# my first go at a planted tank



## mang (28 Feb 2009)




----------



## LondonDragon (28 Feb 2009)

Welcome aboard  just edited the post as you only place a link to the thumbnail and not the actual image 

Tank is looking great  Can you post the setup for this tank and some more info?


----------



## mang (28 Feb 2009)

i did think it was abit small thanx for doing that the tank has 
glossostigma elatinoides
pogostemon helferi
hemianthus micranthemoides
microsorum pteropus
rotala rotundifolia
hygrophila polysperma
marsilea hirsuta
echinodorus magdalenensis
stauogyne sp
microsorium pteropus
4 discus, 10 corys, 20 neontetras and 3 bristelnose plecs 
im using co2 
4x pro plant 48" bulbs 
i used the tropica substrate and thats about it i think


----------



## Thomas McMillan (1 Mar 2009)

Nice tank! It looks massive, what are the dimensions/volume?


----------



## mang (1 Mar 2009)

Its 60"x 20"x 20" =390 litres


----------



## aaronnorth (1 Mar 2009)

that is a lovely tank you have.


----------



## BINKSY1973 (1 Mar 2009)

Lovely looking tank there. Well done.

More info would be great, what filtration? how are you diffusing the co2 internal or external reactor?

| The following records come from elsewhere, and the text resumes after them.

#![forbid(unsafe_code)]

//! Navigation strip view models for NavDeck.
//!
//! Everything here is pure construction over `navdeck-core` state: the crate
//! decides what the navigation dropdown and the preset edit dialog display,
//! never how it is drawn. A presentation layer binds these models to its
//! toolkit and re-renders whenever the core signals a change.

pub mod grouping;
pub mod label;
pub mod menu;

pub use grouping::{GroupedScenes, SceneRef};
pub use label::{NAV_LABEL_MAX, truncate_label};
pub use menu::{MenuEntry, NavigationMenu};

How long has this been set up?

Cheers Gordon.


----------



## james3200 (1 Mar 2009)

Very nice and lovely discus.

You are a brave man with using glosso in there


----------



## mang (1 Mar 2009)

The tank has been running for about 8 months now it has 3 filtters
1 is a xp1
2 is a fluval 305
3 is a ehiem carnt remember what number its big lol
the co2 diffuser is a JBL Vario i think it came in the kit i brought i put 4 ml of tropica plant nutrition in a day if im doing any thing wrong please say i.e the stuff im using.


----------



## BINKSY1973 (1 Mar 2009)

mang said:
			
		

> if im doing any thing wrong please say



I think your tank tells you your doing everything right.



			
				mang said:
			
		

> 4 ml of tropica plant nutrition in a day



That must work out farly expensive take a look here http://www.theplantedtank.co.uk/allinone.htm buying the dry ferts and then making your own solution will work out far cheaper.

I have been using James all in one solution for about 2 weeks and all good so far, and a fair few others here use it i believe.

Cheers Gordon.


----------



## mang (1 Mar 2009)

I spend way to much time in the tank as it is i think il just stick to buying it any way i know the man in the shop quite well and he gives me a good discount  iv tried changing it befor and the plants didnt like it to much.


----------



## disucsmac (16 Mar 2009)

love it absolutely amazing lovely photos


----------



## abdul (11 May 2009)

HI 

Beautiful tank & discus what water are you using is it RO WATER  

Please advise i am in the process of starting up a new discus planted tank & want 
to do everthing the right way from the begining

cheers 

abdul


----------